▶ _WHAT YOU WILL DO_: The expected result is the material below, reproduced exactly from its first line through the line containing "use threadchat_types::error::RepositoryError;".

::::::

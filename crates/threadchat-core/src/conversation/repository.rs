//! ConversationRepository trait definition.
//!
//! Follows the RPITIT pattern used by every repository port in this crate.

use threadchat_types::conversation::{Conversation, ConversationId, NewConversation};
use threadchat_types::error::RepositoryError;
use threadchat_types::message::Message;

/// Repository trait for conversation persistence.
///
/// Implementations live in threadchat-infra (e.g., `SqliteConversationRepository`).
/// Uses native async fn in traits (RPITIT, Rust 2024 edition).
pub trait ConversationRepository: Send + Sync {
    /// Insert the conversation unless one with the same id exists, then
    /// return the stored row.
    ///
    /// Must be atomic: concurrent calls for the same id all observe the same
    /// winning row (and therefore the same `thread_id`).
    fn find_or_insert(
        &self,
        conversation: &NewConversation,
    ) -> impl std::future::Future<Output = Result<Conversation, RepositoryError>> + Send;

    /// Get a conversation by its external id.
    fn get(
        &self,
        id: &ConversationId,
    ) -> impl std::future::Future<Output = Result<Option<Conversation>, RepositoryError>> + Send;

    /// Delete a conversation and all of its messages.
    fn delete(
        &self,
        id: &ConversationId,
    ) -> impl std::future::Future<Output = Result<(), RepositoryError>> + Send;

    /// All messages of a conversation, ordered by created_at ASC.
    fn list_messages(
        &self,
        id: &ConversationId,
    ) -> impl std::future::Future<Output = Result<Vec<Message>, RepositoryError>> + Send;
}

::::::

▶ _EXERCISE SOLUTION_:
filename crates/threadchat-core/src/conversation/repository.rs
//! ConversationRepository trait definition.
//!
//! Follows the RPITIT pattern used by every repository port in this crate.

use threadchat_types::conversation::{Conversation, ConversationId, NewConversation};
use threadchat_types::error::RepositoryError;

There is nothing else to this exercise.